▶ **What to produce**
Only one stretch of the data below should be repeated: the lines from the line containing "fn read_binary(value: &HSTRING)" through the line containing "Ok(manager) => Ok(Self", inclusive, exactly as they are.
━━━━━━━━━━
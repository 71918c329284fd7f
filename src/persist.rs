//! Saving the arrangement made during a session.
//!
//! The exported records of every changed window are written as one JSON
//! array to `<data dir>/rearrange/arrangement.json`.  Writes go to a
//! temporary file in the same directory first and are renamed into place, so
//! a reader never observes a half-written file.

use crate::collection::ExportRecord;
use log::info;
use std::fs;
use std::io::Write;
use std::path::{Path, PathBuf};

/// Directory and socket name component.
pub const APP_NAME: &str = "rearrange";

/// File name of the saved arrangement.
pub const ARRANGEMENT_FILE: &str = "arrangement.json";

/// Errors from saving or loading an arrangement.
#[derive(Debug, thiserror::Error)]
pub enum PersistError {
    #[error("io error on {path}: {source}")]
    Io {
        path: PathBuf,
        #[source]
        source: std::io::Error,
    },
    #[error("json error: {0}")]
    Json(#[from] serde_json::Error),
    #[error("no per-user data directory on this system")]
    NoDataDir,
}

fn io_error(path: &Path) -> impl FnOnce(std::io::Error) -> PersistError + '_ {
    move |source| PersistError::Io {
        path: path.to_path_buf(),
        source,
    }
}

/// Per-user data directory of the application
/// (`$XDG_DATA_HOME/rearrange`, `%APPDATA%\rearrange`,
/// `~/Library/Application Support/rearrange`).
pub fn data_dir() -> Result<PathBuf, PersistError> {
    dirs::data_dir()
        .map(|d| d.join(APP_NAME))
        .ok_or(PersistError::NoDataDir)
}

/// Write `records` to `dir/arrangement.json`, creating `dir` if needed.
/// Returns the path written.
pub fn save(records: &[ExportRecord], dir: &Path) -> Result<PathBuf, PersistError> {
    fs::create_dir_all(dir).map_err(io_error(dir))?;
    let target = dir.join(ARRANGEMENT_FILE);
    let staging = dir.join(format!(".{}.{}.tmp", ARRANGEMENT_FILE, std::process::id()));

    let json = serde_json::to_vec_pretty(records)?;
    let written = fs::File::create(&staging).and_then(|mut file| {
        file.write_all(&json)?;
        file.write_all(b"\n")?;
        file.sync_all()
    });
    if let Err(e) = written {
        let _ = fs::remove_file(&staging);
        return Err(io_error(&staging)(e));
    }
    if let Err(e) = fs::rename(&staging, &target) {
        let _ = fs::remove_file(&staging);
        return Err(io_error(&target)(e));
    }

    info!("saved {} window(s) to {}", records.len(), target.display());
    Ok(target)
}

/// Read an arrangement written by [`save`].
pub fn load(path: &Path) -> Result<Vec<ExportRecord>, PersistError> {
    let contents = fs::read_to_string(path).map_err(io_error(path))?;
    Ok(serde_json::from_str(&contents)?)
}
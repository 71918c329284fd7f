//! Windows virtual desktops.
//!
//! [`VirtualDesktopsClient`] owns every COM object the backend needs.  COM
//! is initialised for the calling thread when the client is built and
//! released when it is dropped; nothing else in the crate sees COM types.
//!
//! The public `IVirtualDesktopManager` only maps windows to desktop GUIDs.
//! The ordered list of desktops and their names come from Explorer's
//! registry keys.

use super::BackendError;
use log::debug;
use std::ffi::c_void;
use std::mem::ManuallyDrop;
use windows::core::{w, GUID, HSTRING};
use windows::Win32::Foundation::HWND;
use windows::Win32::System::Com::{
    CoCreateInstance, CoInitializeEx, CoUninitialize, CLSCTX_ALL, COINIT_APARTMENTTHREADED,
};
use windows::Win32::System::Registry::{
    RegGetValueW, HKEY_CURRENT_USER, RRF_RT_REG_BINARY, RRF_RT_REG_SZ,
};
use windows::Win32::UI::Shell::{IVirtualDesktopManager, VirtualDesktopManager};

const DESKTOPS_KEY: &str = r"Software\Microsoft\Windows\CurrentVersion\Explorer\VirtualDesktops";

/// One virtual desktop, in Task View order.
#[derive(Debug, Clone, PartialEq, Eq)]
pub struct Desktop {
    pub id: GUID,
    /// Zero-based position.
    pub ordinal: u32,
    pub name: String,
}

pub struct VirtualDesktopsClient {
    /// Released before COM is uninitialised.
    manager: ManuallyDrop<IVirtualDesktopManager>,
}

/// Registry key name of a desktop: `{XXXXXXXX-XXXX-XXXX-XXXX-XXXXXXXXXXXX}`.
fn braced(id: &GUID) -> String {
    let d4 = id.data4;
    format!(
        "{{{:08X}-{:04X}-{:04X}-{:02X}{:02X}-{:02X}{:02X}{:02X}{:02X}{:02X}{:02X}}}",
        id.data1, id.data2, id.data3, d4[0], d4[1], d4[2], d4[3], d4[4], d4[5], d4[6], d4[7]
    )
}

/// Split the `VirtualDesktopIDs` blob into GUIDs.
fn parse_ids(blob: &[u8]) -> Vec<GUID> {
    blob.chunks_exact(16)
        .map(|b| {
            GUID::from_values(
                u32::from_le_bytes([b[0], b[1], b[2], b[3]]),
                u16::from_le_bytes([b[4], b[5]]),
                u16::from_le_bytes([b[6], b[7]]),
                [b[8], b[9], b[10], b[11], b[12], b[13], b[14], b[15]],
            )
        })
        .collect()
}

fn read_binary(value: &HSTRING) -> Option<Vec<u8>> {
    let key = HSTRING::from(DESKTOPS_KEY);
    let mut size = 0u32;
    unsafe {
        RegGetValueW(HKEY_CURRENT_USER, &key, value, RRF_RT_REG_BINARY, None, None, Some(&mut size))
            .ok()
            .ok()?;
        let mut buf = vec![0u8; size as usize];
        RegGetValueW(
            HKEY_CURRENT_USER,
            &key,
            value,
            RRF_RT_REG_BINARY,
            None,
            Some(buf.as_mut_ptr() as *mut c_void),
            Some(&mut size),
        )
        .ok()
        .ok()?;
        buf.truncate(size as usize);
        Some(buf)
    }
}

fn read_name(id: &GUID) -> Option<String> {
    let key = HSTRING::from(format!(r"{}\Desktops\{}", DESKTOPS_KEY, braced(id)));
    let mut buf = [0u16; 256];
    let mut size = (buf.len() * 2) as u32;
    unsafe {
        RegGetValueW(
            HKEY_CURRENT_USER,
            &key,
            w!("Name"),
            RRF_RT_REG_SZ,
            None,
            Some(buf.as_mut_ptr() as *mut c_void),
            Some(&mut size),
        )
        .ok()
        .ok()?;
    }
    let len = buf.iter().position(|&c| c == 0).unwrap_or(buf.len());
    Some(String::from_utf16_lossy(&buf[..len])).filter(|s| !s.is_empty())
}

impl VirtualDesktopsClient {
    /// Initialise COM on this thread and obtain the desktop manager.
    pub fn new() -> Result<Self, BackendError> {
        unsafe {
            CoInitializeEx(None, COINIT_APARTMENTTHREADED)
                .ok()
                .map_err(|e| BackendError::Unavailable(format!("CoInitializeEx: {}", e)))?;
            match CoCreateInstance(&VirtualDesktopManager, None, CLSCTX_ALL) {
                Ok(manager) => Ok(Self {
                    manager: ManuallyDrop::new(manager),
                }),
                Err(e) => {
                    CoUninitialize();
                    Err(BackendError::Unavailable(format!("IVirtualDesktopManager: {}", e)))
                }
            }
        }
    }

    /// Desktops in Task View order.
    pub fn get_desktops(&self) -> Vec<Desktop> {
        let ids = read_binary(&HSTRING::from("VirtualDesktopIDs"))
            .map(|blob| parse_ids(&blob))
            .unwrap_or_default();
        ids.into_iter()
            .enumerate()
            .map(|(ordinal, id)| Desktop {
                id,
                ordinal: ordinal as u32,
                name: read_name(&id).unwrap_or_else(|| format!("Desktop {}", ordinal + 1)),
            })
            .collect()
    }

    /// Ordinal of the desktop showing `hwnd`.
    pub fn get_window_desktop(&self, hwnd: HWND) -> Option<u32> {
        let id = unsafe { self.manager.GetWindowDesktopId(hwnd) }.ok()?;
        let found = self.get_desktops().into_iter().find(|d| d.id == id);
        if found.is_none() {
            debug!("window {:?} is on unlisted desktop {}", hwnd.0, braced(&id));
        }
        found.map(|d| d.ordinal)
    }

    /// Move `hwnd` to the desktop at `ordinal`.
    ///
    /// Explorer only honours this for windows of the calling process; other
    /// windows fail with a transient error.
    pub fn move_window_to_desktop(&self, hwnd: HWND, ordinal: u32) -> Result<(), BackendError> {
        let desktop = self
            .get_desktops()
            .into_iter()
            .find(|d| d.ordinal == ordinal)
            .ok_or_else(|| BackendError::Native(format!("no desktop at position {}", ordinal)))?;
        unsafe { self.manager.MoveWindowToDesktop(hwnd, &desktop.id) }
            .map_err(|e| BackendError::Native(format!("MoveWindowToDesktop: {}", e)))
    }
}

impl Drop for VirtualDesktopsClient {
    fn drop(&mut self) {
        unsafe {
            ManuallyDrop::drop(&mut self.manager);
            CoUninitialize();
        }
    }
}

#[cfg(test)]
mod tests {
    use super::*;

    #[test]
    fn parse_ids_reads_little_endian_guids() {
        let mut blob = vec![
            0x78, 0x56, 0x34, 0x12, 0xbc, 0x9a, 0xf0, 0xde, 1, 2, 3, 4, 5, 6, 7, 8,
        ];
        blob.extend([0u8; 16]);
        blob.push(0xff);
        let ids = parse_ids(&blob);
        assert_eq!(ids.len(), 2);
        assert_eq!(braced(&ids[0]), "{12345678-9ABC-DEF0-0102-030405060708}");
    }
}
//! Core traits that decouple the controller from any specific windowing
//! system or transport mechanism.
//!
//! Every concrete backend (X11, Win32, macOS, a test harness, …) implements
//! [`PlatformBackend`]; every inbound transport implements
//! [`CommandSource`].  The [`Controller`](crate::controller::Controller) only
//! depends on these abstractions and talks to the presentation layer through
//! [`DisplayState`] snapshots.

use crate::backend::BackendError;
use crate::collection::ListingEntry;
use crate::command::Command;
use crate::geometry::{Corner, Rect};
use crate::model::{IconImage, Wid, WindowInfo, Workspace, WorkspaceId};
use serde::Serialize;
use std::fmt;
use std::sync::{mpsc, Arc};

/// Abstraction over a native windowing system.
///
/// All calls are synchronous.  Query methods never fail: on error they
/// return an empty list, `None` or a placeholder.  Mutating methods return a
/// [`BackendError`] that the caller classifies with
/// [`is_transient`](BackendError::is_transient).
pub trait PlatformBackend {
    /// Opaque native window reference produced by enumeration.
    type Handle: Clone + fmt::Debug;

    /// Top-level windows in stacking order, topmost first.
    fn enumerate_windows(&self) -> Vec<Self::Handle>;

    /// Whether the window is one the user would switch to: applicable type
    /// and a valid state.
    fn is_eligible(&self, handle: &Self::Handle) -> bool;

    /// Capture the window's attributes, or `None` to reject it.
    fn inspect(&self, handle: &Self::Handle) -> Option<WindowInfo>;

    fn workspace_for_window(&self, handle: &Self::Handle) -> WorkspaceId;

    /// Monitor rectangles in virtual-screen coordinates.
    fn enumerate_monitors(&self) -> Vec<Rect>;

    fn enumerate_workspaces(&self) -> Vec<Workspace>;

    /// `false` on systems without virtual desktops.  Workspace changes are
    /// not committed there.
    fn supports_workspaces(&self) -> bool {
        true
    }

    /// Move without resizing.
    fn move_window(&self, wid: Wid, rect: Rect) -> Result<(), BackendError>;

    fn move_and_resize(&self, wid: Wid, rect: Rect) -> Result<(), BackendError>;

    fn move_to_workspace(&self, wid: Wid, workspace: WorkspaceId) -> Result<(), BackendError>;

    fn minimize(&self, wid: Wid) -> Result<(), BackendError>;

    /// Raise and focus.  Best effort.
    fn activate(&self, wid: Wid);

    /// Warp the pointer to `(x, y)`.  Best effort.
    fn move_cursor(&self, x: i32, y: i32);

    /// Current contents of the window, or a placeholder on failure.
    fn grab_window_screenshot(&self, wid: Wid) -> Arc<IconImage>;

    /// Drop per-session caches.
    fn end_session(&self) {}
}

//  Display state

/// Interaction phase for the current window.
#[derive(Debug, Clone, Copy, PartialEq, Eq, Serialize)]
#[serde(rename_all = "snake_case")]
pub enum Phase {
    /// The pointer places the given corner of the window.
    Locate(Corner),
    /// The opposite corner is pinned; the pointer drags the given one.
    Resize(Corner),
    /// The mouse is released to the desktop.
    Other,
}

impl Phase {
    /// Corner the pointer currently drives, if any.
    pub fn corner(self) -> Option<Corner> {
        match self {
            Phase::Locate(c) | Phase::Resize(c) => Some(c),
            Phase::Other => None,
        }
    }
}

impl fmt::Display for Phase {
    fn fmt(&self, f: &mut fmt::Formatter<'_>) -> fmt::Result {
        match self {
            Phase::Locate(c) => write!(f, "locate({})", c),
            Phase::Resize(c) => write!(f, "resize({})", c),
            Phase::Other => write!(f, "other"),
        }
    }
}

/// Outcome of the last event, for the presentation layer.
#[derive(Debug, Clone, PartialEq, Eq, Serialize)]
#[serde(tag = "kind", content = "message", rename_all = "snake_case")]
pub enum Status {
    Ok,
    /// A resize click was not south-east of the pinned corner.
    InvalidResize,
    /// The backend refused a commit.
    BackendError(String),
    /// No windows left.
    Finished,
}

/// Snapshot published after every accepted event.
///
/// The presentation layer renders the ghost from this; pixel payloads are
/// shared, not copied.
#[derive(Debug, Clone, Serialize)]
pub struct DisplayState {
    pub phase: Phase,
    pub wid: Option<Wid>,
    pub ghost: Option<Rect>,
    pub screenshot: Option<Arc<IconImage>>,
    pub title: String,
    pub application: String,
    pub icon: Option<Arc<IconImage>>,
    pub workspace: Option<WorkspaceId>,
    pub remaining: Vec<ListingEntry>,
    pub status: Status,
}

impl DisplayState {
    /// Terminal snapshot once the session is over.
    pub fn finished() -> Self {
        Self {
            phase: Phase::Other,
            wid: None,
            ghost: None,
            screenshot: None,
            title: String::new(),
            application: String::new(),
            icon: None,
            workspace: None,
            remaining: Vec::new(),
            status: Status::Finished,
        }
    }
}

//  Command Source

/// A source of [`Command`]s.
///
/// Implementations listen on some transport (a Unix socket, stdin, an
/// in-memory channel, …) and forward parsed commands into the provided
/// [`mpsc::Sender`].
///
/// # Contract
///
/// * [`run`](CommandSource::run) **blocks** until the source is exhausted or
///   an unrecoverable error occurs.
/// * Each received command must be sent through `sink` exactly once.
/// * Implementations must be [`Send`] so they can run on a dedicated thread.
pub trait CommandSource: Send {
    /// The error type produced by this source.
    type Error: std::error::Error + Send + 'static;

    /// Start listening and forward every incoming [`Command`] into `sink`.
    fn run(&mut self, sink: mpsc::Sender<Command>) -> Result<(), Self::Error>;
}

/// Where the controller publishes [`DisplayState`] snapshots.
pub type Presenter = mpsc::Sender<DisplayState>;

#[cfg(test)]
mod tests {
    use super::*;
    use crate::command::Key;

    #[derive(Debug, thiserror::Error)]
    #[error("mock error")]
    struct MockError;

    /// A test double that emits a fixed sequence of commands.
    struct MockSource {
        commands: Vec<Command>,
    }

    impl CommandSource for MockSource {
        type Error = MockError;

        fn run(&mut self, sink: mpsc::Sender<Command>) -> Result<(), MockError> {
            for cmd in self.commands.drain(..) {
                let _ = sink.send(cmd);
            }
            Ok(())
        }
    }

    #[test]
    fn mock_source_emits_commands() {
        let mut src = MockSource {
            commands: vec![
                Command::PointerMove { x: 10, y: 20 },
                Command::Key(Key::Escape),
            ],
        };
        let (tx, rx) = mpsc::channel();
        src.run(tx).unwrap();
        let cmds: Vec<Command> = rx.try_iter().collect();
        assert_eq!(cmds.len(), 2);
        assert_eq!(cmds[0], Command::PointerMove { x: 10, y: 20 });
        assert_eq!(cmds[1], Command::Key(Key::Escape));
    }

    #[test]
    fn phase_exposes_corner() {
        assert_eq!(Phase::Locate(Corner::TopRight).corner(), Some(Corner::TopRight));
        assert_eq!(Phase::Other.corner(), None);
        assert_eq!(Phase::Resize(Corner::BottomRight).to_string(), "resize(bottom-right)");
    }

    #[test]
    fn status_serialises_with_kind() {
        let json = serde_json::to_value(Status::BackendError("gone".into())).unwrap();
        assert_eq!(json["kind"], "backend_error");
        assert_eq!(json["message"], "gone");
        let json = serde_json::to_value(DisplayState::finished()).unwrap();
        assert_eq!(json["status"]["kind"], "finished");
        assert_eq!(json["phase"], "other");
    }
}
━━━━━━━━━━
▶ **Answer to this exercise**
fn read_binary(value: &HSTRING) -> Option<Vec<u8>> {
    let key = HSTRING::from(DESKTOPS_KEY);
    let mut size = 0u32;
    unsafe {
        RegGetValueW(HKEY_CURRENT_USER, &key, value, RRF_RT_REG_BINARY, None, None, Some(&mut size))
            .ok()
            .ok()?;
        let mut buf = vec![0u8; size as usize];
        RegGetValueW(
            HKEY_CURRENT_USER,
            &key,
            value,
            RRF_RT_REG_BINARY,
            None,
            Some(buf.as_mut_ptr() as *mut c_void),
            Some(&mut size),
        )
        .ok()
        .ok()?;
        buf.truncate(size as usize);
        Some(buf)
    }
}

fn read_name(id: &GUID) -> Option<String> {
    let key = HSTRING::from(format!(r"{}\Desktops\{}", DESKTOPS_KEY, braced(id)));
    let mut buf = [0u16; 256];
    let mut size = (buf.len() * 2) as u32;
    unsafe {
        RegGetValueW(
            HKEY_CURRENT_USER,
            &key,
            w!("Name"),
            RRF_RT_REG_SZ,
            None,
            Some(buf.as_mut_ptr() as *mut c_void),
            Some(&mut size),
        )
        .ok()
        .ok()?;
    }
    let len = buf.iter().position(|&c| c == 0).unwrap_or(buf.len());
    Some(String::from_utf16_lossy(&buf[..len])).filter(|s| !s.is_empty())
}

impl VirtualDesktopsClient {
    /// Initialise COM on this thread and obtain the desktop manager.
    pub fn new() -> Result<Self, BackendError> {
        unsafe {
            CoInitializeEx(None, COINIT_APARTMENTTHREADED)
                .ok()
                .map_err(|e| BackendError::Unavailable(format!("CoInitializeEx: {}", e)))?;
            match CoCreateInstance(&VirtualDesktopManager, None, CLSCTX_ALL) {
                Ok(manager) => Ok(Self {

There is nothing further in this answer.